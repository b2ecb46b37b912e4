use chrono::{DateTime, Utc};
use sqlx::{PgConnection, PgPool};

use crate::domain::slot::{AvailabilitySlot, SlotStatus};

// Insert satu slot baru (status available)
pub async fn create_slot(
    pool: &PgPool,
    specialist_id: i32,
    start_time: DateTime<Utc>,
    end_time: DateTime<Utc>,
) -> Result<AvailabilitySlot, sqlx::Error> {
    sqlx::query_as(
        "INSERT INTO availability_slots (specialist_id, start_time, end_time, status)
         VALUES ($1, $2, $3, $4)
         RETURNING *"
    )
    .bind(specialist_id)
    .bind(start_time)
    .bind(end_time)
    .bind(SlotStatus::Available.as_str())
    .fetch_one(pool)
    .await
}

// Ambil slot by ID tanpa lock
pub async fn find_slot_by_id(pool: &PgPool, id: i32) -> Result<Option<AvailabilitySlot>, sqlx::Error> {
    sqlx::query_as("SELECT * FROM availability_slots WHERE id = $1")
        .bind(id)
        .fetch_optional(pool)
        .await
}

// Cek duplikat berdasarkan (specialist, start_time)
pub async fn slot_exists(
    pool: &PgPool,
    specialist_id: i32,
    start_time: DateTime<Utc>,
) -> Result<bool, sqlx::Error> {
    let exists: (bool,) = sqlx::query_as(
        "SELECT EXISTS(
            SELECT 1 FROM availability_slots
            WHERE specialist_id = $1 AND start_time = $2
        )"
    )
    .bind(specialist_id)
    .bind(start_time)
    .fetch_one(pool)
    .await?;

    Ok(exists.0)
}

// Slot available yang belum lewat, optional dibatasi range waktu
pub async fn list_available_slots(
    pool: &PgPool,
    specialist_id: i32,
    from: DateTime<Utc>,
    to: Option<DateTime<Utc>>,
) -> Result<Vec<AvailabilitySlot>, sqlx::Error> {
    sqlx::query_as(
        "SELECT * FROM availability_slots
         WHERE specialist_id = $1
           AND status = $2
           AND start_time > $3
           AND ($4::timestamptz IS NULL OR start_time < $4)
         ORDER BY start_time ASC"
    )
    .bind(specialist_id)
    .bind(SlotStatus::Available.as_str())
    .bind(from)
    .bind(to)
    .fetch_all(pool)
    .await
}

// Delete kondisional: hanya kalau masih available. Return jumlah row terhapus
pub async fn delete_available_slot(pool: &PgPool, id: i32, specialist_id: i32) -> Result<u64, sqlx::Error> {
    let result = sqlx::query(
        "DELETE FROM availability_slots
         WHERE id = $1 AND specialist_id = $2 AND status = $3"
    )
    .bind(id)
    .bind(specialist_id)
    .bind(SlotStatus::Available.as_str())
    .execute(pool)
    .await?;

    Ok(result.rows_affected())
}

// Lock row slot yang masih available (SELECT ... FOR UPDATE)
pub async fn lock_available_slot(conn: &mut PgConnection, id: i32) -> Result<Option<AvailabilitySlot>, sqlx::Error> {
    sqlx::query_as(
        "SELECT * FROM availability_slots
         WHERE id = $1 AND status = $2
         FOR UPDATE"
    )
    .bind(id)
    .bind(SlotStatus::Available.as_str())
    .fetch_optional(conn)
    .await
}

pub async fn mark_slot_booked(conn: &mut PgConnection, id: i32) -> Result<(), sqlx::Error> {
    sqlx::query(
        "UPDATE availability_slots
         SET status = $1, updated_at = NOW()
         WHERE id = $2"
    )
    .bind(SlotStatus::Booked.as_str())
    .bind(id)
    .execute(conn)
    .await?;

    Ok(())
}

// Cleanup slot available yang sudah lewat (dipakai scheduler)
pub async fn purge_expired_available_slots(pool: &PgPool) -> Result<u64, sqlx::Error> {
    let result = sqlx::query(
        "DELETE FROM availability_slots
         WHERE status = $1 AND start_time < NOW()"
    )
    .bind(SlotStatus::Available.as_str())
    .execute(pool)
    .await?;

    Ok(result.rows_affected())
}
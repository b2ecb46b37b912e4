// API Routes untuk booking-service dengan OpenAPI documentation
use axum::{
    extract::{Request, State},
    http::{header, HeaderValue, Method},
    middleware::Next,
    response::Response,
    routing::{get, post, put},
    Json, Router,
};
use std::time::Duration;
use tower::ServiceBuilder;
use tower_http::{cors::CorsLayer, trace::TraceLayer};
use utoipa::openapi::security::{HttpAuthScheme, HttpBuilder, SecurityScheme};
use utoipa::{Modify, OpenApi};
use utoipa_swagger_ui::SwaggerUi;

use crate::{
    config::{AppState, HealthStatus},
    handlers::{availability, sessions, templates},
    middleware::rate_limit::rate_limit_middleware,
};

// Security scheme modifier untuk Bearer authentication
struct SecurityAddon;

impl Modify for SecurityAddon {
    fn modify(&self, openapi: &mut utoipa::openapi::OpenApi) {
        if let Some(components) = openapi.components.as_mut() {
            components.add_security_scheme(
                "bearer_auth",
                SecurityScheme::Http(
                    HttpBuilder::new()
                        .scheme(HttpAuthScheme::Bearer)
                        .bearer_format("JWT")
                        .build()
                ),
            )
        }
    }
}

// OpenAPI Documentation untuk booking-service
#[derive(OpenApi)]
#[openapi(
    paths(
        health_check,
        availability::create_slot,
        availability::list_slots,
        availability::delete_slot,
        templates::create_template,
        templates::list_templates,
        templates::update_template,
        templates::delete_template,
        templates::generate_slots,
        sessions::book_slot,
        sessions::my_sessions,
    ),
    modifiers(&SecurityAddon),
    components(
        schemas(
            crate::domain::slot::AvailabilitySlot,
            crate::domain::slot::CreateSlotRequest,
            crate::domain::template::ScheduleTemplate,
            crate::domain::template::CreateTemplateRequest,
            crate::domain::template::UpdateTemplateRequest,
            crate::domain::template::GenerateSlotsRequest,
            crate::domain::template::GenerationReport,
            crate::domain::session::Session,
            crate::handlers::MessageResponse,
            HealthStatus,
        )
    ),
    tags(
        (name = "availability", description = "Slot availability specialist"),
        (name = "schedule-templates", description = "Recurring weekly schedule dan slot generation"),
        (name = "sessions", description = "Booking slot jadi session"),
        (name = "health", description = "Service health")
    ),
    info(
        title = "Booking Service API",
        description = "API untuk availability specialist, schedule template, dan booking session.\n\n## Authentication\n\nEndpoint yang butuh login memakai JWT Bearer token dari auth service.\nInclude token di header `Authorization: Bearer {token}`.",
        version = "1.0.0"
    )
)]
pub struct ApiDoc;

// Health check endpoint
#[utoipa::path(
    get,
    path = "/health",
    tag = "health",
    responses((status = 200, description = "Service health", body = HealthStatus))
)]
pub async fn health_check(State(state): State<AppState>) -> Json<HealthStatus> {
    Json(state.health_check().await)
}

// Buat router lengkap dengan docs, CORS, tracing, security headers dan rate limit
pub fn create_router(state: AppState) -> Router {
    if state.config.is_production() {
        tracing::warn!("Running in PRODUCTION mode - strict validation enabled");
    } else {
        tracing::info!("Running in DEVELOPMENT mode");
    }

    let cors = build_cors(&state.config.frontend_url);
    let openapi = ApiDoc::openapi();

    Router::new()
        .route("/health", get(health_check))
        .merge(build_api_routes())
        .merge(SwaggerUi::new("/docs").url("/api-docs/openapi.json", openapi))
        .fallback(not_found_handler)
        .layer(axum::middleware::from_fn(security_headers_middleware))
        .layer(axum::middleware::from_fn_with_state(state.clone(), rate_limit_middleware))
        .layer(
            ServiceBuilder::new()
                .layer(TraceLayer::new_for_http())
                .layer(cors)
        )
        .with_state(state)
}

// Identity di-extract per handler lewat AuthUser / AuthClient / AuthSpecialist
fn build_api_routes() -> Router<AppState> {
    Router::new()
        // Availability slots
        .route("/availability", post(availability::create_slot))
        .route(
            "/availability/{id}",
            get(availability::list_slots).delete(availability::delete_slot),
        )

        // Schedule templates
        .route(
            "/schedule-templates",
            get(templates::list_templates).post(templates::create_template),
        )
        .route("/schedule-templates/generate", post(templates::generate_slots))
        .route(
            "/schedule-templates/{id}",
            put(templates::update_template).delete(templates::delete_template),
        )

        // Sessions
        .route("/sessions/book/{slot_id}", post(sessions::book_slot))
        .route("/sessions/my", get(sessions::my_sessions))
}

fn build_cors(frontend_url: &str) -> CorsLayer {
    let cors = CorsLayer::new()
        .allow_methods([
            Method::GET,
            Method::POST,
            Method::PUT,
            Method::DELETE,
            Method::OPTIONS,
        ])
        .allow_headers([
            header::ACCEPT,
            header::AUTHORIZATION,
            header::CONTENT_TYPE,
        ])
        .max_age(Duration::from_secs(86400));

    match frontend_url.parse::<HeaderValue>() {
        Ok(origin) => cors.allow_origin(origin),
        Err(_) => {
            tracing::warn!("FRONTEND_URL tidak valid, CORS origin tidak diset: {}", frontend_url);
            cors
        }
    }
}

// Handler untuk 404 errors
async fn not_found_handler() -> Response {
    use axum::response::IntoResponse;
    crate::error::AppError::not_found("API endpoint tidak ditemukan").into_response()
}

// Security Headers Middleware untuk HTTP security
async fn security_headers_middleware(request: Request, next: Next) -> Response {
    let mut response = next.run(request).await;
    let headers = response.headers_mut();

    headers.insert(
        "Content-Security-Policy",
        HeaderValue::from_static("default-src 'self'; script-src 'self' 'unsafe-inline'; style-src 'self' 'unsafe-inline'; img-src 'self' data: https:; frame-ancestors 'none'"),
    );
    headers.insert("X-Frame-Options", HeaderValue::from_static("DENY"));
    headers.insert("X-Content-Type-Options", HeaderValue::from_static("nosniff"));
    headers.insert(header::REFERRER_POLICY, HeaderValue::from_static("strict-origin-when-cross-origin"));
    headers.insert(header::CACHE_CONTROL, HeaderValue::from_static("no-store, no-cache, must-revalidate, private"));
    headers.remove(header::SERVER);

    response
}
-------------------------
BRIEF:
Reproduce each line of the records in which the string "AvailabilitySlot" appears.

REPLY:
use crate::domain::slot::{AvailabilitySlot, SlotStatus};
) -> Result<AvailabilitySlot, sqlx::Error> {
pub async fn find_slot_by_id(pool: &PgPool, id: i32) -> Result<Option<AvailabilitySlot>, sqlx::Error> {
) -> Result<Vec<AvailabilitySlot>, sqlx::Error> {
pub async fn lock_available_slot(conn: &mut PgConnection, id: i32) -> Result<Option<AvailabilitySlot>, sqlx::Error> {
            crate::domain::slot::AvailabilitySlot,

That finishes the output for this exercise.